Records for this exercise: Begin

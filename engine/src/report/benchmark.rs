//! A few utilities to measure how long the contraction phases take.

use std::sync::atomic::{compiler_fence, Ordering::SeqCst};
use std::time::*;

/// Measure how long it takes to execute the given lambda,
/// print the time, report it as `running_time_ms` and return the result of the lambda.
pub fn report_time<Out, F: FnOnce() -> Out>(name: &str, f: F) -> Out {
    report_time_with_key(name, "running_time_ms", f)
}

/// Like `report_time` but reports the time under the given key.
pub fn report_time_with_key<Out, F: FnOnce() -> Out>(name: &str, key: &'static str, f: F) -> Out {
    eprintln!("starting {}", name);
    let (res, t_passed) = measure(f);
    let t_passed = t_passed.as_secs_f64() * 1000.0;
    eprintln!("{} done - took: {}ms", name, t_passed);
    report!(key, t_passed);
    res
}

/// Measure how long it takes to execute the given lambda
/// and return a tuple of the result of the lambda and a duration object.
pub fn measure<Out, F: FnOnce() -> Out>(f: F) -> (Out, Duration) {
    compiler_fence(SeqCst);
    let start = Instant::now();
    let res = f();
    let t_passed = start.elapsed();
    compiler_fence(SeqCst);
    (res, t_passed)
}

/// A struct to repeatedly measure the time passed since the timer was started
#[derive(Debug)]
pub struct Timer {
    start: Instant,
}

impl Default for Timer {
    fn default() -> Self {
        Self::new()
    }
}

impl Timer {
    pub fn new() -> Timer {
        Timer { start: Instant::now() }
    }

    pub fn get_passed_ms(&self) -> f64 {
        self.start.elapsed().as_secs_f64() * 1000.0
    }
}
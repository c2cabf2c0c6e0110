//! Contraction of a single node, either simulated to compute statistics or committed to collect shortcuts.

use super::{
    ordering::FastHash,
    params::ContractionParams,
    thread_data::ContractorThreadData,
    witness_search::WitnessData,
};
use crate::datastr::graph::*;
use std::{
    cmp::max,
    sync::atomic::{AtomicU32, Ordering::Relaxed},
};

#[derive(Debug, Clone, Copy, PartialEq, Eq)]
pub enum ContractionMode {
    /// Only count what contracting the node would change. `node_weights` may still be raised.
    Simulate,
    /// Collect the shortcuts needed to contract the node in the workers edge buffer.
    Commit,
}

/// What a simulated contraction of a node would change.
#[derive(Debug, Clone, Copy, Default, PartialEq, Eq)]
pub struct ContractionStats {
    pub edges_deleted_count: u32,
    pub edges_added_count: u32,
    pub original_edges_deleted_count: u32,
    pub original_edges_added_count: u32,
}

/// Everything the contraction of a node reads, shared by all workers of a phase.
#[derive(Debug, Clone, Copy)]
pub struct ContractionContext<'a> {
    pub graph: &'a ContractorGraph,
    pub node_weights: &'a [AtomicU32],
    pub params: &'a ContractionParams,
    pub fast_hash: &'a FastHash,
}

impl<'a> ContractionContext<'a> {
    pub fn new(graph: &'a ContractorGraph, node_weights: &'a [AtomicU32], params: &'a ContractionParams, fast_hash: &'a FastHash) -> Self {
        ContractionContext {
            graph,
            node_weights,
            params,
            fast_hash,
        }
    }

    /// Contract `node` on the current graph.
    ///
    /// Never modifies the graph. Committed shortcuts are appended to `data.inserted_edges`,
    /// with edges sharing `(source, target, weight, shortcut)` merged into one.
    /// `stats` is only updated in `Simulate` mode.
    pub fn contract_node(&self, mode: ContractionMode, data: &mut ContractorThreadData, node: NodeId, mut stats: Option<&mut ContractionStats>) -> bool {
        debug_assert!(mode == ContractionMode::Commit || stats.is_some());

        let ContractorThreadData { dijkstra, inserted_edges, .. } = data;
        let first_inserted = inserted_edges.len();
        let node_limit = match mode {
            ContractionMode::Simulate => self.params.simulation_search_space,
            ContractionMode::Commit => self.params.contraction_search_space,
        };
        let adjacent_edges = self.graph.adjacent_edges(node);

        for in_edge in adjacent_edges {
            let source = in_edge.target;
            if source == node {
                continue;
            }
            let in_data = &in_edge.data;

            if let Some(stats) = stats.as_deref_mut() {
                stats.edges_deleted_count += 1;
                stats.original_edges_deleted_count += in_data.original_edges;
            }
            if !in_data.backward {
                continue;
            }

            dijkstra.clear();
            dijkstra.insert(source, 0, WitnessData::default());
            let mut max_weight = 0;
            let mut number_of_targets = 0;

            for out_edge in adjacent_edges {
                let out_data = &out_edge.data;
                let target = out_edge.target;
                if !out_data.forward || target == node {
                    continue;
                }

                let path_weight = in_data.weight + out_data.weight;
                if target == source {
                    // u-turn at node: only worth a loop at source if it beats the u-turn cost there.
                    // Writing to source is safe because no other node next to source is contracted concurrently.
                    let node_weight = &self.node_weights[source as usize];
                    if path_weight < node_weight.load(Relaxed) {
                        match mode {
                            ContractionMode::Simulate => {
                                node_weight.store(path_weight + 1, Relaxed);
                                if let Some(stats) = stats.as_deref_mut() {
                                    stats.edges_added_count += 2;
                                    stats.original_edges_added_count += 2 * (out_data.original_edges + in_data.original_edges);
                                }
                            }
                            ContractionMode::Commit => {
                                node_weight.store(path_weight, Relaxed);
                                push_shortcut_pair(inserted_edges, source, target, node, in_data, out_data);
                            }
                        }
                    }
                    continue;
                }

                max_weight = max(max_weight, path_weight);
                if !dijkstra.was_inserted(target) {
                    dijkstra.insert(target, INFINITY, WitnessData { target: true });
                    number_of_targets += 1;
                }
            }

            dijkstra.run(number_of_targets, node_limit, max_weight, node, self.graph);

            for out_edge in adjacent_edges {
                let out_data = &out_edge.data;
                let target = out_edge.target;
                if !out_data.forward || target == node || target == source {
                    continue;
                }

                let path_weight = in_data.weight + out_data.weight;
                if path_weight < dijkstra.key(target) {
                    match mode {
                        ContractionMode::Simulate => {
                            if let Some(stats) = stats.as_deref_mut() {
                                stats.edges_added_count += 2;
                                stats.original_edges_added_count += 2 * (out_data.original_edges + in_data.original_edges);
                            }
                        }
                        ContractionMode::Commit => push_shortcut_pair(inserted_edges, source, target, node, in_data, out_data),
                    }
                }
            }
        }

        if mode == ContractionMode::Commit {
            merge_duplicate_edges(inserted_edges, first_inserted);
        }

        true
    }
}

// `source -> target` forward only and `target -> source` backward only, both representing the path through `node`
fn push_shortcut_pair(
    inserted_edges: &mut Vec<ContractorEdge>,
    source: NodeId,
    target: NodeId,
    node: NodeId,
    in_data: &ContractorEdgeData,
    out_data: &ContractorEdgeData,
) {
    let data = ContractorEdgeData {
        weight: in_data.weight + out_data.weight,
        duration: in_data.duration + out_data.duration,
        original_edges: in_data.original_edges + out_data.original_edges,
        id: node,
        shortcut: true,
        forward: true,
        backward: false,
    };
    inserted_edges.push(ContractorEdge { source, target, data });
    inserted_edges.push(ContractorEdge {
        source: target,
        target: source,
        data: ContractorEdgeData {
            forward: false,
            backward: true,
            ..data
        },
    });
}

// An edge which has a later twin with the same (source, target, weight, shortcut) is dropped
// and its direction flags are added to the twin. Compacts in place.
fn merge_duplicate_edges(inserted_edges: &mut Vec<ContractorEdge>, first: usize) {
    let mut kept = first;
    for i in first..inserted_edges.len() {
        let edge = inserted_edges[i];
        let twin = (i + 1..inserted_edges.len()).find(|&other| {
            let other = &inserted_edges[other];
            other.source == edge.source && other.target == edge.target && other.data.weight == edge.data.weight && other.data.shortcut == edge.data.shortcut
        });

        match twin {
            Some(twin) => {
                inserted_edges[twin].data.forward |= edge.data.forward;
                inserted_edges[twin].data.backward |= edge.data.backward;
            }
            None => {
                inserted_edges[kept] = edge;
                kept += 1;
            }
        }
    }
    inserted_edges.truncate(kept);
}
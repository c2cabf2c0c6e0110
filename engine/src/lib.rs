//! Parallel construction of contraction hierarchies.
//!
//! The interesting part lives in `algo::contraction_hierarchy`.
//! Everything else is the supporting cast: graph containers and search data structures in `datastr`,
//! vector based file I/O in `io` and structured reporting in `report`.

#[macro_use]
pub mod report;

pub mod algo;
pub mod cli;
pub mod datastr;
pub mod io;

mod built_info {
    include!(concat!(env!("OUT_DIR"), "/built.rs"));
}
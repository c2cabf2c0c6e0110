//! Several traits and structs for working with graphs.
//!
//! Two representations exist: the static adjacency array (`first_out_graph`) used for loading and
//! storing graphs and the mutable adjacency list graph (`contractor_graph`) the contraction works on.

pub mod contractor_graph;
pub mod first_out_graph;

pub use self::contractor_graph::{ContractorAdjacentEdge, ContractorEdge, ContractorEdgeData, ContractorGraph, InputEdge};
pub use self::first_out_graph::{degrees_to_first_out, OwnedGraph};

/// Node ids are 32bit unsigned ints
pub type NodeId = u32;
/// Edge ids are 32bit unsigned ints
pub type EdgeId = u32;
/// Basic weights are 32bit unsigned ints
pub type Weight = u32;
/// A sufficiently large infinity constant.
/// Set to `u32::MAX / 2` so that `INFINITY + x` for `x <= INFINITY` does not overflow.
pub const INFINITY: Weight = u32::MAX / 2;

/// Simple struct for weighted links.
/// No behaviour, just a pure data struct.
#[derive(Debug, Copy, Clone, PartialEq, Eq)]
pub struct Link {
    pub node: NodeId,
    pub weight: Weight,
}

/// Base trait for graphs.
/// Interesting behaviour will be added through subtraits.
pub trait Graph {
    fn num_nodes(&self) -> usize;
    fn num_arcs(&self) -> usize;
}

pub trait LinkIterable<Link>: Graph {
    /// Type of the outgoing neighbor iterator.
    type Iter<'a>: Iterator<Item = Link>
    where
        Self: 'a;

    /// Get a iterator over the outgoing links of the given node.
    fn link_iter(&self, node: NodeId) -> Self::Iter<'_>;
}
//! Utilities for reading and writing data structures from and to disk.
//!
//! Graphs and per node data are stored as flat binary files, one file per vector,
//! containing the raw bytes of the elements (native endianess, no header).
//! To use it you should import the `Load` and `Store` traits and use the
//! `load_from` and `write_to` methods.
//!
//! # Example
//!
//! ```no_run
//! # use graph_contractor::io::*;
//!
//! let head = Vec::<u32>::load_from("head_file_name")?;
//! head.write_to(&"output_file")?;
//! # Ok::<(), Box<dyn std::error::Error>>(())
//! ```

use std::{
    ffi::OsStr,
    fs::{create_dir_all, metadata, File},
    io::{prelude::*, Result},
    mem,
    path::Path,
    slice,
};

/// A trait which allows accessing the data of an object as a slice of bytes.
///
/// Do not use this Trait but rather the `Store` trait.
pub trait DataBytes {
    /// Should return the serialized object as a slice of bytes
    fn data_bytes(&self) -> &[u8];
}

/// A trait which mutably exposes the internal data of an object so that
/// a serialized object can be loaded from disk and written back into a precreated
/// object of the right size.
///
/// Do not use this Trait but rather the `Load` trait.
pub trait DataBytesMut {
    /// Should return a mutable slice of the internal data of the object
    fn data_bytes_mut(&mut self) -> &mut [u8];
}

impl<T: Copy> DataBytes for [T] {
    fn data_bytes(&self) -> &[u8] {
        let num_bytes = mem::size_of_val(self);
        unsafe { slice::from_raw_parts(self.as_ptr() as *const u8, num_bytes) }
    }
}

impl<T: Copy> DataBytes for Vec<T> {
    fn data_bytes(&self) -> &[u8] {
        self[..].data_bytes()
    }
}

impl<T: Copy> DataBytesMut for [T] {
    fn data_bytes_mut(&mut self) -> &mut [u8] {
        let num_bytes = mem::size_of_val(self);
        unsafe { slice::from_raw_parts_mut(self.as_mut_ptr() as *mut u8, num_bytes) }
    }
}

impl<T: Copy> DataBytesMut for Vec<T> {
    fn data_bytes_mut(&mut self) -> &mut [u8] {
        self[..].data_bytes_mut()
    }
}

/// A trait which extends the `DataBytes` trait and exposes a method to write objects to disk.
pub trait Store: DataBytes {
    /// Writes the serialized object to the file with the given path
    fn write_to(&self, path: &dyn AsRef<Path>) -> Result<()> {
        File::create(path)?.write_all(self.data_bytes())
    }
}

impl<T: DataBytes + ?Sized> Store for T {}

/// A trait to load serialized data back into objects.
/// Only implemented for plain number types, where every bit pattern is a valid value.
pub trait Load: DataBytesMut + Sized {
    /// This method must create an object of the correct size for serialized data with the given number of bytes.
    /// It should not be necessary to call this method directly.
    fn new_with_bytes(num_bytes: usize) -> Self;

    /// This method will load serialized data from the disk, create an object of the appropriate size,
    /// deserialize the bytes into the object and return the object.
    fn load_from<P: AsRef<Path>>(path: P) -> Result<Self> {
        let metadata = metadata(path.as_ref())?;
        let mut file = File::open(path)?;

        let mut object = Self::new_with_bytes(metadata.len() as usize);
        assert_eq!(metadata.len() as usize, object.data_bytes_mut().len());
        file.read_exact(object.data_bytes_mut())?;

        Ok(object)
    }
}

macro_rules! impl_load_for_vec {
    ($($t:ty),*) => {
        $(
            impl Load for Vec<$t> {
                fn new_with_bytes(num_bytes: usize) -> Self {
                    assert_eq!(num_bytes % mem::size_of::<$t>(), 0, "file size is not a multiple of the element size");
                    vec![<$t>::default(); num_bytes / mem::size_of::<$t>()]
                }
            }
        )*
    };
}

impl_load_for_vec!(u8, u32, u64, i32, f32, f64);

/// A trait to allow serializing more complex objects
/// which need more than a single file.
pub trait Deconstruct: Sized {
    /// Will be called indirectly and should call the `store_callback` for each file that should be written to disk.
    /// The first param of the callback is a name to identify the file, the second param the data to be stored.
    fn store_each(&self, store_callback: &dyn Fn(&str, &dyn Store) -> Result<()>) -> Result<()>;

    /// Call with a directory arg to store this object in this directory.
    /// The directory will be created if it does not exist yet.
    fn deconstruct_to<D: AsRef<OsStr>>(&self, dir: &D) -> Result<()> {
        let path = Path::new(dir);
        create_dir_all(path)?;

        self.store_each(&|name, object: &dyn Store| object.write_to(&path.join(name)))
    }
}

/// Helper struct for loading multiple objects back from disk.
/// Basically used as a callback for each object to load.
#[derive(Debug, Clone, Copy)]
pub struct Loader<'a> {
    path: &'a Path,
}

impl<'a> Loader<'a> {
    /// Call this method for each file that should be loaded back from disk.
    /// The path param should be the same name that was used with the `store_each` callback.
    pub fn load<T: Load, P: AsRef<Path>>(&self, path: P) -> Result<T> {
        T::load_from(self.path.join(path))
    }

    /// Like `load`, but a missing file is not an error.
    pub fn load_optional<T: Load, P: AsRef<Path>>(&self, path: P) -> Result<Option<T>> {
        let path = self.path.join(path);
        if path.exists() {
            T::load_from(path).map(Some)
        } else {
            Ok(None)
        }
    }
}

/// A trait to allow deserializing more complex objects which need more than a single file.
pub trait Reconstruct: Sized {
    /// Will be called indirectly and should use the loader passed along to load all the necessary objects back.
    /// Should return the full deserialized object.
    fn reconstruct_with(loader: Loader) -> Result<Self>;

    /// Call with a directory arg to reconstruct an object from this directory.
    fn reconstruct_from<D: AsRef<OsStr>>(dir: &D) -> Result<Self> {
        let path = Path::new(dir);
        Self::reconstruct_with(Loader { path })
    }
}

#[cfg(test)]
mod tests {
    use super::*;

    fn scratch_dir(name: &str) -> std::path::PathBuf {
        let dir = std::env::temp_dir().join(format!("graph_contractor_io_{}_{}", name, std::process::id()));
        create_dir_all(&dir).unwrap();
        dir
    }

    #[test]
    fn stored_vectors_load_back() {
        let dir = scratch_dir("vectors");
        let weights: Vec<u32> = vec![3, 1, 4, 1, 5, 9, 2, 6];
        weights.write_to(&dir.join("weights")).unwrap();
        assert_eq!(Vec::<u32>::load_from(dir.join("weights")).unwrap(), weights);

        let levels: Vec<f32> = vec![0.0, 2.0, 1.0];
        levels.write_to(&dir.join("levels")).unwrap();
        assert_eq!(Vec::<f32>::load_from(dir.join("levels")).unwrap(), levels);
    }

    #[test]
    fn optional_files_may_be_missing() {
        let dir = scratch_dir("optional");
        let loader = Loader { path: &dir };
        assert_eq!(loader.load_optional::<Vec<u32>, _>("does_not_exist").unwrap(), None);
    }
}
//! Preprocessing algorithms for fast routing.

pub mod contraction_hierarchy;
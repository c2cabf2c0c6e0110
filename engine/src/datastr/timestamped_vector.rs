//! A fast resettable vector based on timestamps.
//!
//! Used by the witness searches, which are cleared once per contracted edge
//! but only touch a handful of entries each time.

use std::ops::{Index, IndexMut};

/// A fast resettable vector based on 32bit timestamps.
/// When only few entries are modified, a clearlist based approach may actually be preferable
/// The elements can be modified through the index traits.
/// Other modifications are not permitted.
#[derive(Debug, Clone)]
pub struct TimestampedVector<T> {
    data: Vec<T>,
    // timestamp for current iteration. Up to date values will have this one
    current: u32,
    // current timestamp for each entry.
    timestamps: Vec<u32>,
    default: T,
}

impl<T: Clone> TimestampedVector<T> {
    /// Create a new `TimestampedVector` with `size` elements of the default
    pub fn new(size: usize, default: T) -> TimestampedVector<T> {
        TimestampedVector {
            data: vec![default.clone(); size],
            current: 0,
            timestamps: vec![0; size],
            default,
        }
    }

    /// Reset all elements to the default.
    /// Amortized O(1).
    pub fn reset(&mut self) {
        let (new, overflow) = self.current.overflowing_add(1);
        self.current = new;

        // on overflow old timestamps might match again, so everything has to be reset manually
        if overflow {
            for element in &mut self.data {
                *element = self.default.clone();
            }
            for timestamp in &mut self.timestamps {
                *timestamp = self.current;
            }
        }
    }

    /// Update an individual element.
    /// Slightly more efficient than going through `index_mut` because no branching is involved.
    pub fn set(&mut self, index: usize, value: T) {
        self.data[index] = value;
        // Unconditionally update to the current time stamp
        self.timestamps[index] = self.current;
    }

    /// Number of elements in the data structure
    pub fn len(&self) -> usize {
        self.data.len()
    }

    /// Are there no elements in the data structure
    pub fn is_empty(&self) -> bool {
        self.len() == 0
    }
}

impl<T: Clone> Index<usize> for TimestampedVector<T> {
    type Output = T;

    fn index(&self, index: usize) -> &T {
        // If element is from the current iteration use the element, otherwise the default
        if self.timestamps[index] == self.current {
            &self.data[index]
        } else {
            // fine since immutable
            &self.default
        }
    }
}

impl<T: Clone> IndexMut<usize> for TimestampedVector<T> {
    fn index_mut(&mut self, index: usize) -> &mut T {
        if self.timestamps[index] != self.current {
            self.set(index, self.default.clone());
        }
        &mut self.data[index]
    }
}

Records for this exercise: End

• Task statement: Lines with "entries" in the records above: copy every one of them.

• Solution to this exercise:
//! but only touch a handful of entries each time.
/// When only few entries are modified, a clearlist based approach may actually be preferable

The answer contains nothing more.